## [WORK INSTRUCTIONS]
Write out again only the lines that run from the start of the entries to the line containing "selected at startup.", both included.

## [SOURCE DATA]
——————
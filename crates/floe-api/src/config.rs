//! Server configuration.

use std::collections::HashMap;

use axum::http::HeaderValue;
use serde::{Deserialize, Serialize};

use floe_iceberg::RestConfig;

use crate::error::{ConfigError, Result};
use crate::observability::LogFormat;

/// Catalog backend selected at startup.
#[derive(Debug, Clone, Copy, Default, Serialize, Deserialize, PartialEq, Eq)]
#[serde(rename_all = "lowercase")]
pub enum CatalogBackend {
    /// In-process catalog; state is lost on restart.
    #[default]
    Memory,
}

/// Browser origins allowed to call the catalog.
#[derive(Debug, Clone, Default, Serialize, Deserialize, PartialEq, Eq)]
#[serde(rename_all = "snake_case")]
pub enum CorsOrigins {
    /// No CORS headers are sent.
    #[default]
    Disabled,
    /// Any origin.
    Any,
    /// Exact origins, each a valid header value.
    List(Vec<String>),
}

/// CORS configuration for browser-based catalog clients.
#[derive(Debug, Clone, Serialize, Deserialize)]
pub struct CorsConfig {
    /// Allowed origins.
    pub origins: CorsOrigins,

    /// Preflight cache lifetime in seconds.
    pub max_age_seconds: u64,
}

impl Default for CorsConfig {
    fn default() -> Self {
        Self {
            origins: CorsOrigins::Disabled,
            max_age_seconds: 600,
        }
    }
}

/// Server configuration.
#[derive(Debug, Clone, Serialize, Deserialize)]
pub struct Config {
    /// Interface to bind.
    pub host: String,

    /// HTTP port to listen on.
    pub port: u16,

    /// Log output format; derived from `debug` when unset.
    #[serde(default)]
    pub log_format: Option<LogFormat>,

    /// Enable debug mode (pretty logs unless a format is set).
    pub debug: bool,

    /// Catalog backend.
    #[serde(default)]
    pub catalog_backend: CatalogBackend,

    /// Number of in-memory follower catalogs fed by every transaction.
    #[serde(default)]
    pub followers: usize,

    /// Defaults advertised by `/v1/config`.
    #[serde(default)]
    pub config_defaults: HashMap<String, String>,

    /// Overrides advertised by `/v1/config`.
    #[serde(default)]
    pub config_overrides: HashMap<String, String>,

    /// CORS configuration.
    #[serde(default)]
    pub cors: CorsConfig,

    /// Maximum number of requests handled concurrently.
    #[serde(default)]
    pub concurrency_limit: Option<usize>,
}

impl Default for Config {
    fn default() -> Self {
        Self {
            host: "127.0.0.1".to_string(),
            port: 8080,
            log_format: None,
            debug: false,
            catalog_backend: CatalogBackend::Memory,
            followers: 0,
            config_defaults: HashMap::new(),
            config_overrides: HashMap::new(),
            cors: CorsConfig::default(),
            concurrency_limit: None,
        }
    }
}

impl Config {
    /// Loads configuration from `FLOE_*` environment variables.
    ///
    /// Supported variables:
    /// - `FLOE_HOST`, `FLOE_PORT`
    /// - `FLOE_LOG_FORMAT` (`json` or `pretty`), `FLOE_DEBUG`
    /// - `FLOE_CATALOG_BACKEND` (`memory`), `FLOE_FOLLOWERS`
    /// - `FLOE_CONFIG_DEFAULTS`, `FLOE_CONFIG_OVERRIDES` (`k=v,k=v`)
    /// - `FLOE_CORS_ALLOWED_ORIGINS` (comma-separated, or `*`)
    /// - `FLOE_CORS_MAX_AGE_SECONDS`, `FLOE_CONCURRENCY_LIMIT`
    ///
    /// # Errors
    ///
    /// Returns an error if any variable is present but malformed.
    pub fn from_env() -> Result<Self> {
        Self::from_lookup(|name| std::env::var(name).ok())
    }

    /// Loads configuration through an arbitrary variable lookup.
    ///
    /// # Errors
    ///
    /// Returns an error if any variable is present but malformed.
    pub fn from_lookup<F>(lookup: F) -> Result<Self>
    where
        F: Fn(&str) -> Option<String>,
    {
        let env = Env { lookup };
        let mut config = Self::default();

        if let Some(host) = env.string("FLOE_HOST") {
            config.host = host;
        }
        if let Some(port) = env.u16("FLOE_PORT")? {
            config.port = port;
        }
        if let Some(format) = env.string("FLOE_LOG_FORMAT") {
            config.log_format = Some(parse_log_format("FLOE_LOG_FORMAT", &format)?);
        }
        if let Some(debug) = env.bool("FLOE_DEBUG")? {
            config.debug = debug;
        }
        if let Some(backend) = env.string("FLOE_CATALOG_BACKEND") {
            config.catalog_backend = parse_catalog_backend("FLOE_CATALOG_BACKEND", &backend)?;
        }
        if let Some(followers) = env.usize("FLOE_FOLLOWERS")? {
            config.followers = followers;
        }
        if let Some(raw) = env.string("FLOE_CONFIG_DEFAULTS") {
            config.config_defaults = parse_key_values("FLOE_CONFIG_DEFAULTS", &raw)?;
        }
        if let Some(raw) = env.string("FLOE_CONFIG_OVERRIDES") {
            config.config_overrides = parse_key_values("FLOE_CONFIG_OVERRIDES", &raw)?;
        }
        if let Some(origins) = env.string("FLOE_CORS_ALLOWED_ORIGINS") {
            config.cors.origins = parse_cors_origins("FLOE_CORS_ALLOWED_ORIGINS", &origins)?;
        }
        if let Some(max_age) = env.u64("FLOE_CORS_MAX_AGE_SECONDS")? {
            config.cors.max_age_seconds = max_age;
        }
        if let Some(limit) = env.usize("FLOE_CONCURRENCY_LIMIT")? {
            if limit == 0 {
                return Err(ConfigError::InvalidInput(
                    "FLOE_CONCURRENCY_LIMIT must be greater than zero".to_string(),
                ));
            }
            config.concurrency_limit = Some(limit);
        }

        Ok(config)
    }

    /// Returns the effective log format.
    #[must_use]
    pub fn effective_log_format(&self) -> LogFormat {
        match self.log_format {
            Some(format) => format,
            None if self.debug => LogFormat::Pretty,
            None => LogFormat::Json,
        }
    }

    /// Returns the catalog-facing configuration for the REST router.
    #[must_use]
    pub fn rest_config(&self) -> RestConfig {
        RestConfig {
            defaults: self.config_defaults.clone(),
            overrides: self.config_overrides.clone(),
            concurrency_limit: self.concurrency_limit,
        }
    }
}

struct Env<F> {
    lookup: F,
}

impl<F> Env<F>
where
    F: Fn(&str) -> Option<String>,
{
    fn string(&self, name: &str) -> Option<String> {
        (self.lookup)(name).and_then(|v| {
            let trimmed = v.trim();
            if trimmed.is_empty() {
                None
            } else {
                Some(trimmed.to_string())
            }
        })
    }

    fn u16(&self, name: &str) -> Result<Option<u16>> {
        let Some(v) = self.string(name) else {
            return Ok(None);
        };
        v.parse::<u16>()
            .map(Some)
            .map_err(|e| ConfigError::InvalidInput(format!("{name} must be a u16: {e}")))
    }

    fn u64(&self, name: &str) -> Result<Option<u64>> {
        let Some(v) = self.string(name) else {
            return Ok(None);
        };
        v.parse::<u64>()
            .map(Some)
            .map_err(|e| ConfigError::InvalidInput(format!("{name} must be a u64: {e}")))
    }

    fn usize(&self, name: &str) -> Result<Option<usize>> {
        let Some(v) = self.string(name) else {
            return Ok(None);
        };
        v.parse::<usize>()
            .map(Some)
            .map_err(|e| ConfigError::InvalidInput(format!("{name} must be a usize: {e}")))
    }

    fn bool(&self, name: &str) -> Result<Option<bool>> {
        let Some(v) = self.string(name) else {
            return Ok(None);
        };
        parse_bool(name, &v).map(Some)
    }
}

fn parse_bool(name: &str, value: &str) -> Result<bool> {
    let value = value.trim().to_ascii_lowercase();
    match value.as_str() {
        "true" | "1" | "yes" | "y" => Ok(true),
        "false" | "0" | "no" | "n" => Ok(false),
        _ => Err(ConfigError::InvalidInput(format!(
            "{name} must be a boolean (true/false/1/0)"
        ))),
    }
}

fn parse_log_format(name: &str, value: &str) -> Result<LogFormat> {
    match value.trim().to_ascii_lowercase().as_str() {
        "json" => Ok(LogFormat::Json),
        "pretty" => Ok(LogFormat::Pretty),
        _ => Err(ConfigError::InvalidInput(format!(
            "{name} must be one of: json, pretty"
        ))),
    }
}

fn parse_catalog_backend(name: &str, value: &str) -> Result<CatalogBackend> {
    match value.trim().to_ascii_lowercase().as_str() {
        "memory" => Ok(CatalogBackend::Memory),
        other => Err(ConfigError::InvalidInput(format!(
            "{name} has unsupported backend '{other}' (expected: memory)"
        ))),
    }
}

fn parse_key_values(name: &str, value: &str) -> Result<HashMap<String, String>> {
    let mut pairs = HashMap::new();
    for entry in value.split(',').map(str::trim).filter(|e| !e.is_empty()) {
        let Some((key, val)) = entry.split_once('=') else {
            return Err(ConfigError::InvalidInput(format!(
                "{name} entry '{entry}' must have the form key=value"
            )));
        };
        let key = key.trim();
        if key.is_empty() {
            return Err(ConfigError::InvalidInput(format!(
                "{name} entry '{entry}' has an empty key"
            )));
        }
        pairs.insert(key.to_string(), val.trim().to_string());
    }
    Ok(pairs)
}

fn parse_cors_origins(name: &str, value: &str) -> Result<CorsOrigins> {
    let origins: Vec<&str> = value
        .split(',')
        .map(str::trim)
        .filter(|s| !s.is_empty())
        .collect();
    match origins.as_slice() {
        [] => Ok(CorsOrigins::Disabled),
        ["*"] => Ok(CorsOrigins::Any),
        _ => origins
            .iter()
            .map(|origin| {
                if *origin == "*" {
                    return Err(ConfigError::InvalidInput(format!(
                        "{name} cannot mix '*' with explicit origins"
                    )));
                }
                HeaderValue::from_str(origin)
                    .map(|_| (*origin).to_string())
                    .map_err(|_| {
                        ConfigError::InvalidInput(format!("{name} has invalid origin '{origin}'"))
                    })
            })
            .collect::<Result<Vec<_>>>()
            .map(CorsOrigins::List),
    }
}
//! Shared helpers for router-level integration tests.

#![allow(dead_code)]

use std::sync::atomic::{AtomicUsize, Ordering};
use std::sync::Arc;

use async_trait::async_trait;
use axum::body::Body;
use axum::http::{Method, Request, StatusCode};
use axum::Router;
use futures::stream::{self, StreamExt};
use tower::ServiceExt;

use floe_catalog::{
    Catalog, CatalogError, CatalogResult, CreateTableRequest, FollowerCatalog, MemoryCatalog,
    NamespaceIdent, Properties, PropertiesUpdateSummary, Table, TableIdent, TableRequirement,
    TableStream, TableUpdate, TransactionReceipt, TransactionRequest,
};

pub async fn send(
    app: &Router,
    method: Method,
    uri: &str,
    body: Option<serde_json::Value>,
) -> (StatusCode, serde_json::Value) {
    let builder = Request::builder().method(method).uri(uri);
    let request = match body {
        Some(json) => builder
            .header("content-type", "application/json")
            .body(Body::from(json.to_string())),
        None => builder.body(Body::empty()),
    }
    .expect("request");

    let response = app.clone().oneshot(request).await.expect("response");
    let status = response.status();
    let bytes = axum::body::to_bytes(response.into_body(), usize::MAX)
        .await
        .expect("body");
    let json = if bytes.is_empty() {
        serde_json::Value::Null
    } else {
        serde_json::from_slice(&bytes).expect("json body")
    };
    (status, json)
}

pub fn table_body(name: &str) -> serde_json::Value {
    serde_json::json!({
        "name": name,
        "schema": {
            "type": "struct",
            "schema-id": 0,
            "fields": [{"id": 1, "name": "id", "required": true, "type": "long"}]
        }
    })
}

/// How [`CountingCatalog`] enumerates tables.
#[derive(Clone, Copy, PartialEq, Eq)]
enum Listing {
    Intact,
    FailAfterFirst,
    NamelessAfterFirst,
}

/// Wraps a [`MemoryCatalog`], counting every call and optionally corrupting
/// the table enumeration after its first element.
pub struct CountingCatalog {
    inner: MemoryCatalog,
    calls: AtomicUsize,
    listing: Listing,
}

impl CountingCatalog {
    pub fn new() -> Self {
        Self {
            inner: MemoryCatalog::new(),
            calls: AtomicUsize::new(0),
            listing: Listing::Intact,
        }
    }

    pub fn with_broken_listing() -> Self {
        Self {
            listing: Listing::FailAfterFirst,
            ..Self::new()
        }
    }

    pub fn with_nameless_listing() -> Self {
        Self {
            listing: Listing::NamelessAfterFirst,
            ..Self::new()
        }
    }

    pub fn calls(&self) -> usize {
        self.calls.load(Ordering::SeqCst)
    }

    fn tick(&self) {
        self.calls.fetch_add(1, Ordering::SeqCst);
    }
}

#[async_trait]
impl Catalog for CountingCatalog {
    fn catalog_type(&self) -> &'static str {
        "counting"
    }

    async fn list_namespaces(
        &self,
        parent: Option<&NamespaceIdent>,
    ) -> CatalogResult<Vec<NamespaceIdent>> {
        self.tick();
        self.inner.list_namespaces(parent).await
    }

    async fn create_namespace(
        &self,
        namespace: &NamespaceIdent,
        properties: Properties,
    ) -> CatalogResult<()> {
        self.tick();
        self.inner.create_namespace(namespace, properties).await
    }

    async fn load_namespace_properties(
        &self,
        namespace: &NamespaceIdent,
    ) -> CatalogResult<Properties> {
        self.tick();
        self.inner.load_namespace_properties(namespace).await
    }

    async fn namespace_exists(&self, namespace: &NamespaceIdent) -> CatalogResult<bool> {
        self.tick();
        self.inner.namespace_exists(namespace).await
    }

    async fn drop_namespace(&self, namespace: &NamespaceIdent) -> CatalogResult<()> {
        self.tick();
        self.inner.drop_namespace(namespace).await
    }

    async fn update_namespace_properties(
        &self,
        namespace: &NamespaceIdent,
        removals: &[String],
        updates: Properties,
    ) -> CatalogResult<PropertiesUpdateSummary> {
        self.tick();
        self.inner
            .update_namespace_properties(namespace, removals, updates)
            .await
    }

    async fn list_tables(&self, namespace: &NamespaceIdent) -> CatalogResult<TableStream> {
        self.tick();
        let tables = self.inner.list_tables(namespace).await?;
        match self.listing {
            Listing::Intact => Ok(tables),
            Listing::FailAfterFirst => {
                let failure = stream::once(async {
                    Err(CatalogError::backend("object listing interrupted"))
                });
                Ok(tables.take(1).chain(failure).boxed())
            }
            Listing::NamelessAfterFirst => {
                let nameless = TableIdent::new(namespace.clone(), "");
                let tail = stream::once(async move { Ok(nameless) });
                Ok(tables.take(1).chain(tail).boxed())
            }
        }
    }

    async fn create_table(&self, request: CreateTableRequest) -> CatalogResult<Table> {
        self.tick();
        self.inner.create_table(request).await
    }

    async fn load_table(&self, ident: &TableIdent) -> CatalogResult<Table> {
        self.tick();
        self.inner.load_table(ident).await
    }

    async fn commit_table(
        &self,
        table: &Table,
        requirements: &[TableRequirement],
        updates: &[TableUpdate],
    ) -> CatalogResult<Table> {
        self.tick();
        self.inner.commit_table(table, requirements, updates).await
    }

    async fn drop_table(&self, ident: &TableIdent) -> CatalogResult<()> {
        self.tick();
        self.inner.drop_table(ident).await
    }

    async fn table_exists(&self, ident: &TableIdent) -> CatalogResult<bool> {
        self.tick();
        self.inner.table_exists(ident).await
    }

    async fn rename_table(&self, from: &TableIdent, to: &TableIdent) -> CatalogResult<()> {
        self.tick();
        self.inner.rename_table(from, to).await
    }

    async fn set_sidecar(&self, key: &str, value: &str) -> CatalogResult<()> {
        self.tick();
        self.inner.set_sidecar(key, value).await
    }

    async fn get_sidecar(&self, key: &str) -> CatalogResult<String> {
        self.tick();
        self.inner.get_sidecar(key).await
    }

    async fn transaction(
        &self,
        requests: Vec<TransactionRequest>,
        followers: &[Arc<dyn FollowerCatalog>],
    ) -> CatalogResult<TransactionReceipt> {
        self.tick();
        self.inner.transaction(requests, followers).await
    }
}

/// A follower that rejects every batch.
pub struct OfflineFollower;

#[async_trait]
impl FollowerCatalog for OfflineFollower {
    fn name(&self) -> &str {
        "offline-replica"
    }

    async fn replicate(&self, _batch: &[TransactionRequest]) -> CatalogResult<()> {
        Err(CatalogError::backend("replica unreachable"))
    }
}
——————
## [WRITTEN RESPONSE]
filename crates/floe-api/src/config.rs
//! Server configuration.

use std::collections::HashMap;

use axum::http::HeaderValue;
use serde::{Deserialize, Serialize};

use floe_iceberg::RestConfig;

use crate::error::{ConfigError, Result};
use crate::observability::LogFormat;

/// Catalog backend selected at startup.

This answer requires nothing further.